**About this task:** Copy the records exactly. Every line must match.

**Stored items from a collection:**
=== Section Start ===
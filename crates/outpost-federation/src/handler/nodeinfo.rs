//! `NodeInfo` handler for instance discovery.

use axum::{Json, extract::State, http::StatusCode, response::IntoResponse};
use outpost_db::repositories::{NoteRepository, PersonRepository};
use serde::Serialize;
use url::Url;

/// `NodeInfo` well-known response.
#[derive(Debug, Serialize)]
pub struct NodeInfoWellKnown {
    pub links: Vec<NodeInfoLink>,
}

/// `NodeInfo` link.
#[derive(Debug, Serialize)]
pub struct NodeInfoLink {
    pub rel: String,
    pub href: String,
}

/// `NodeInfo` 2.1 response.
#[derive(Debug, Serialize)]
#[serde(rename_all = "camelCase")]
pub struct NodeInfo {
    pub version: String,
    pub software: NodeInfoSoftware,
    pub protocols: Vec<String>,
    pub usage: NodeInfoUsage,
    pub open_registrations: bool,
    pub metadata: NodeInfoMetadata,
}

/// `NodeInfo` software information.
#[derive(Debug, Serialize)]
pub struct NodeInfoSoftware {
    pub name: String,
    pub version: String,
}

/// `NodeInfo` usage statistics.
#[derive(Debug, Serialize)]
#[serde(rename_all = "camelCase")]
pub struct NodeInfoUsage {
    pub users: NodeInfoUsers,
    pub local_posts: u64,
}

/// `NodeInfo` user statistics. Active-user tracking is out of scope (spec.md
/// Non-goals) so `active_month`/`active_halfyear` always mirror `total`.
#[derive(Debug, Serialize)]
#[serde(rename_all = "camelCase")]
pub struct NodeInfoUsers {
    pub total: u64,
    pub active_month: u64,
    pub active_halfyear: u64,
}

/// `NodeInfo` metadata.
#[derive(Debug, Serialize)]
#[serde(rename_all = "camelCase")]
pub struct NodeInfoMetadata {
    pub node_name: String,
    pub node_description: String,
}

/// State for `NodeInfo` handlers.
#[derive(Clone)]
pub struct NodeInfoState {
    pub base_url: Url,
    pub instance_name: String,
    pub instance_description: String,
    pub version: String,
    pub person_repo: PersonRepository,
    pub note_repo: NoteRepository,
}

impl NodeInfoState {
    /// Create new `NodeInfo` state.
    #[must_use]
    pub fn new(
        base_url: Url,
        instance_name: String,
        instance_description: String,
        version: String,
        person_repo: PersonRepository,
        note_repo: NoteRepository,
    ) -> Self {
        Self {
            base_url,
            instance_name,
            instance_description,
            version,
            person_repo,
            note_repo,
        }
    }
}

/// Handle `GET /.well-known/nodeinfo`.
pub async fn well_known_nodeinfo(State(state): State<NodeInfoState>) -> impl IntoResponse {
    let nodeinfo_url = format!("{}/nodeinfo/2.1", state.base_url.as_str().trim_end_matches('/'));

    let response = NodeInfoWellKnown {
        links: vec![NodeInfoLink {
            rel: "http://nodeinfo.diaspora.software/ns/schema/2.1".to_string(),
            href: nodeinfo_url,
        }],
    };

    (
        StatusCode::OK,
        [("Content-Type", "application/json")],
        Json(response),
    )
}

/// Handle `GET /nodeinfo/2.1`.
pub async fn nodeinfo_2_1(State(state): State<NodeInfoState>) -> impl IntoResponse {
    let total_users = state.person_repo.count_local().await.unwrap_or(0);
    let local_posts = state.note_repo.count_local().await.unwrap_or(0);

    let response = NodeInfo {
        version: "2.1".to_string(),
        software: NodeInfoSoftware {
            name: "outpost".to_string(),
            version: state.version.clone(),
        },
        protocols: vec!["activitypub".to_string()],
        usage: NodeInfoUsage {
            users: NodeInfoUsers {
                total: total_users,
                active_month: total_users,
                active_halfyear: total_users,
            },
            local_posts,
        },
        open_registrations: false,
        metadata: NodeInfoMetadata {
            node_name: state.instance_name.clone(),
            node_description: state.instance_description,
        },
    };

    (
        StatusCode::OK,
        [(
            "Content-Type",
            "application/json; profile=\"http://nodeinfo.diaspora.software/ns/schema/2.1#\"",
        )],
        Json(response),
    )
}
=== Section End ===
**Output for this exercise:**
filename crates/outpost-federation/src/handler/nodeinfo.rs
//! `NodeInfo` handler for instance discovery.

use axum::{Json, extract::State, http::StatusCode, response::IntoResponse};
use outpost_db::repositories::{NoteRepository, PersonRepository};
use serde::Serialize;
use url::Url;

/// `NodeInfo` well-known response.
#[derive(Debug, Serialize)]
pub struct NodeInfoWellKnown {
    pub links: Vec<NodeInfoLink>,
}

/// `NodeInfo` link.
#[derive(Debug, Serialize)]
pub struct NodeInfoLink {
    pub rel: String,
    pub href: String,
}

/// `NodeInfo` 2.1 response.
#[derive(Debug, Serialize)]
#[serde(rename_all = "camelCase")]
pub struct NodeInfo {
    pub version: String,
    pub software: NodeInfoSoftware,
    pub protocols: Vec<String>,
    pub usage: NodeInfoUsage,
    pub open_registrations: bool,
    pub metadata: NodeInfoMetadata,
}

/// `NodeInfo` software information.
#[derive(Debug, Serialize)]
pub struct NodeInfoSoftware {
    pub name: String,
    pub version: String,
}

/// `NodeInfo` usage statistics.
#[derive(Debug, Serialize)]
#[serde(rename_all = "camelCase")]
pub struct NodeInfoUsage {
    pub users: NodeInfoUsers,
    pub local_posts: u64,
}

/// `NodeInfo` user statistics. Active-user tracking is out of scope (spec.md
/// Non-goals) so `active_month`/`active_halfyear` always mirror `total`.
#[derive(Debug, Serialize)]
#[serde(rename_all = "camelCase")]
pub struct NodeInfoUsers {
    pub total: u64,
    pub active_month: u64,
    pub active_halfyear: u64,
}

/// `NodeInfo` metadata.
#[derive(Debug, Serialize)]
#[serde(rename_all = "camelCase")]
pub struct NodeInfoMetadata {
    pub node_name: String,
    pub node_description: String,
}

/// State for `NodeInfo` handlers.
#[derive(Clone)]
pub struct NodeInfoState {
    pub base_url: Url,
    pub instance_name: String,
    pub instance_description: String,
    pub version: String,
    pub person_repo: PersonRepository,
    pub note_repo: NoteRepository,
}

impl NodeInfoState {
    /// Create new `NodeInfo` state.
    #[must_use]
    pub fn new(
        base_url: Url,
        instance_name: String,
        instance_description: String,
        version: String,
        person_repo: PersonRepository,
        note_repo: NoteRepository,
    ) -> Self {
        Self {
            base_url,
            instance_name,
            instance_description,
            version,
            person_repo,
            note_repo,
        }
    }
}

/// Handle `GET /.well-known/nodeinfo`.
pub async fn well_known_nodeinfo(State(state): State<NodeInfoState>) -> impl IntoResponse {
    let nodeinfo_url = format!("{}/nodeinfo/2.1", state.base_url.as_str().trim_end_matches('/'));

    let response = NodeInfoWellKnown {
        links: vec![NodeInfoLink {
            rel: "http://nodeinfo.diaspora.software/ns/schema/2.1".to_string(),
            href: nodeinfo_url,
        }],
    };

    (
        StatusCode::OK,
        [("Content-Type", "application/json")],
        Json(response),
    )
}

/// Handle `GET /nodeinfo/2.1`.
pub async fn nodeinfo_2_1(State(state): State<NodeInfoState>) -> impl IntoResponse {
    let total_users = state.person_repo.count_local().await.unwrap_or(0);
    let local_posts = state.note_repo.count_local().await.unwrap_or(0);

    let response = NodeInfo {
        version: "2.1".to_string(),
        software: NodeInfoSoftware {
            name: "outpost".to_string(),
            version: state.version.clone(),
        },
        protocols: vec!["activitypub".to_string()],
        usage: NodeInfoUsage {
            users: NodeInfoUsers {
                total: total_users,
                active_month: total_users,
                active_halfyear: total_users,
            },
            local_posts,
        },
        open_registrations: false,
        metadata: NodeInfoMetadata {
            node_name: state.instance_name.clone(),
            node_description: state.instance_description,
        },
    };

    (
        StatusCode::OK,
        [(
            "Content-Type",
            "application/json; profile=\"http://nodeinfo.diaspora.software/ns/schema/2.1#\"",
        )],
        Json(response),
    )
}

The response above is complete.